//! Janus HTTP API messages (core + videoroom plugin)
//!
//! Only the subset a publisher needs. Incoming messages are decoded into the
//! loose [`JanusMessage`] envelope and then classified into [`SfuEvent`]s.

use serde::{Deserialize, Serialize};
use serde_json::{json, Value};

use crate::error::{Result, SignalingError};

pub const VIDEOROOM_PLUGIN: &str = "janus.plugin.videoroom";

/// Janus core error for a session it does not know.
pub const ERROR_SESSION_NOT_FOUND: i64 = 458;

/// Session description carried next to a request or event.
#[derive(Debug, Clone, PartialEq, Eq, Serialize, Deserialize)]
pub struct Jsep {
    #[serde(rename = "type")]
    pub kind: String,
    pub sdp: String,
}

impl Jsep {
    pub fn offer(sdp: impl Into<String>) -> Self {
        Self {
            kind: "offer".to_string(),
            sdp: sdp.into(),
        }
    }

    pub fn is_answer(&self) -> bool {
        self.kind == "answer"
    }
}

/// Local ICE candidate as produced by the capture peer.
#[derive(Debug, Clone, PartialEq, Eq, Serialize, Deserialize)]
#[serde(rename_all = "camelCase")]
pub struct IceCandidate {
    pub candidate: String,
    pub sdp_mid: Option<String>,
    #[serde(rename = "sdpMLineIndex")]
    pub sdp_m_line_index: Option<u16>,
}

/// What the capture peer yields while gathering.
#[derive(Debug, Clone, PartialEq, Eq)]
pub enum LocalCandidate {
    Candidate(IceCandidate),
    /// Gathering finished
    Complete,
}

#[derive(Debug, Clone, Default, PartialEq, Eq, Deserialize)]
pub struct JanusErrorBody {
    pub code: i64,
    #[serde(default)]
    pub reason: String,
}

#[derive(Debug, Clone, Default, Deserialize)]
pub struct IdData {
    pub id: u64,
}

#[derive(Debug, Clone, Default, Deserialize)]
pub struct PluginData {
    #[serde(default)]
    pub plugin: String,
    #[serde(default)]
    pub data: Value,
}

/// Envelope shared by every Janus response and event.
#[derive(Debug, Clone, Default, Deserialize)]
pub struct JanusMessage {
    pub janus: String,
    #[serde(default)]
    pub transaction: Option<String>,
    #[serde(default)]
    pub sender: Option<u64>,
    #[serde(default)]
    pub data: Option<IdData>,
    #[serde(default)]
    pub error: Option<JanusErrorBody>,
    #[serde(default)]
    pub plugindata: Option<PluginData>,
    #[serde(default)]
    pub jsep: Option<Jsep>,
    #[serde(default)]
    pub reason: Option<String>,
}

impl JanusMessage {
    /// Fail with `step` when this is a core or plugin-level error.
    pub fn check(self, step: &'static str) -> Result<Self> {
        if let Some(error) = &self.error {
            return Err(SignalingError::protocol(
                step,
                format!("{} (code {})", error.reason, error.code),
            ));
        }
        if self.janus == "error" {
            return Err(SignalingError::protocol(step, "error without details"));
        }
        if let Some((code, reason)) = self.plugin_error() {
            return Err(SignalingError::protocol(
                step,
                format!("{} (code {})", reason, code),
            ));
        }
        Ok(self)
    }

    /// `data.id` of a `success` reply (session or handle id).
    pub fn id(&self, step: &'static str) -> Result<u64> {
        self.data
            .as_ref()
            .map(|d| d.id)
            .ok_or_else(|| SignalingError::protocol(step, "reply carried no id"))
    }

    fn plugin_field(&self, key: &str) -> Option<&Value> {
        self.plugindata.as_ref().and_then(|p| p.data.get(key))
    }

    fn plugin_error(&self) -> Option<(i64, String)> {
        let reason = self.plugin_field("error")?.as_str()?.to_string();
        let code = self
            .plugin_field("error_code")
            .and_then(Value::as_i64)
            .unwrap_or_default();
        Some((code, reason))
    }
}

/// One entry of the `streams` list in a videoroom `configured` event.
#[derive(Debug, Clone, PartialEq, Eq, Deserialize)]
pub struct StreamDescriptor {
    #[serde(rename = "type")]
    pub kind: String,
    pub mid: Option<String>,
    #[serde(default)]
    pub codec: Option<String>,
}

#[derive(Debug, Clone, PartialEq, Eq)]
pub struct MediaMids {
    pub audio: String,
    pub video: String,
}

/// Pick the first audio and the first video mid.
pub fn resolve_mids(streams: &[StreamDescriptor]) -> Result<MediaMids> {
    let find = |kind: &str| {
        streams
            .iter()
            .find(|s| s.kind == kind)
            .and_then(|s| s.mid.clone())
    };

    match (find("audio"), find("video")) {
        (Some(audio), Some(video)) => Ok(MediaMids { audio, video }),
        (None, _) => Err(SignalingError::protocol("configure", "no audio stream reported")),
        (_, None) => Err(SignalingError::protocol("configure", "no video stream reported")),
    }
}

/// Asynchronous happenings on the long-poll channel that the handshake cares
/// about.
#[derive(Debug, Clone, PartialEq)]
pub enum SfuEvent {
    Joined {
        publisher_id: u64,
    },
    /// Publish accepted; the answer usually rides along
    Configured {
        streams: Vec<StreamDescriptor>,
        jsep: Option<Jsep>,
    },
    /// Answer delivered without a `configured` marker
    Answer(Jsep),
    PluginError {
        code: i64,
        reason: String,
    },
    /// PeerConnection or session went away on the SFU side
    Hangup {
        reason: String,
    },
    Keepalive,
    /// Anything else (acks, media/webrtcup notifications, room events)
    Other(String),
}

impl From<JanusMessage> for SfuEvent {
    fn from(msg: JanusMessage) -> Self {
        match msg.janus.as_str() {
            "keepalive" => return SfuEvent::Keepalive,
            "hangup" | "detached" | "timeout" => {
                return SfuEvent::Hangup {
                    reason: msg.reason.unwrap_or_else(|| msg.janus.clone()),
                }
            }
            _ => {}
        }

        if let Some((code, reason)) = msg.plugin_error() {
            return SfuEvent::PluginError { code, reason };
        }

        let videoroom = msg
            .plugin_field("videoroom")
            .and_then(Value::as_str)
            .unwrap_or_default();

        if videoroom == "joined" {
            if let Some(publisher_id) = msg.plugin_field("id").and_then(Value::as_u64) {
                return SfuEvent::Joined { publisher_id };
            }
        }

        if msg.plugin_field("configured").and_then(Value::as_str) == Some("ok") {
            let streams = msg
                .plugin_field("streams")
                .cloned()
                .and_then(|v| serde_json::from_value(v).ok())
                .unwrap_or_default();
            return SfuEvent::Configured {
                streams,
                jsep: msg.jsep,
            };
        }

        match msg.jsep {
            Some(jsep) if jsep.is_answer() => SfuEvent::Answer(jsep),
            _ => SfuEvent::Other(msg.janus),
        }
    }
}

/// Long-poll replies are an array when `maxev` is set, a bare object otherwise.
#[derive(Debug, Deserialize)]
#[serde(untagged)]
pub enum PollReply {
    Many(Vec<JanusMessage>),
    One(JanusMessage),
}

impl PollReply {
    pub fn into_vec(self) -> Vec<JanusMessage> {
        match self {
            PollReply::Many(messages) => messages,
            PollReply::One(message) => vec![message],
        }
    }
}

// =============================================================================
// Videoroom request bodies
// =============================================================================

pub fn join_publisher(room: i64, display: &str) -> Value {
    json!({
        "request": "join",
        "ptype": "publisher",
        "room": room,
        "display": display,
    })
}

pub fn publish() -> Value {
    json!({
        "request": "publish",
        "audio": true,
        "video": true,
    })
}

/// Forward each mid to `host:<port>`.
pub fn rtp_forward(
    room: i64,
    publisher_id: u64,
    host: &str,
    forwards: &[(&str, u16)],
    secret: Option<&str>,
) -> Value {
    let streams: Vec<Value> = forwards
        .iter()
        .map(|(mid, port)| json!({ "mid": mid, "host": host, "port": port }))
        .collect();

    let mut body = json!({
        "request": "rtp_forward",
        "room": room,
        "publisher_id": publisher_id,
        "host": host,
        "streams": streams,
    });
    if let Some(secret) = secret {
        body["secret"] = Value::String(secret.to_string());
    }
    body
}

» Task to complete
Return all lines in the data that include the word "display".

» Solution to this problem
pub fn join_publisher(room: i64, display: &str) -> Value {
        "display": display,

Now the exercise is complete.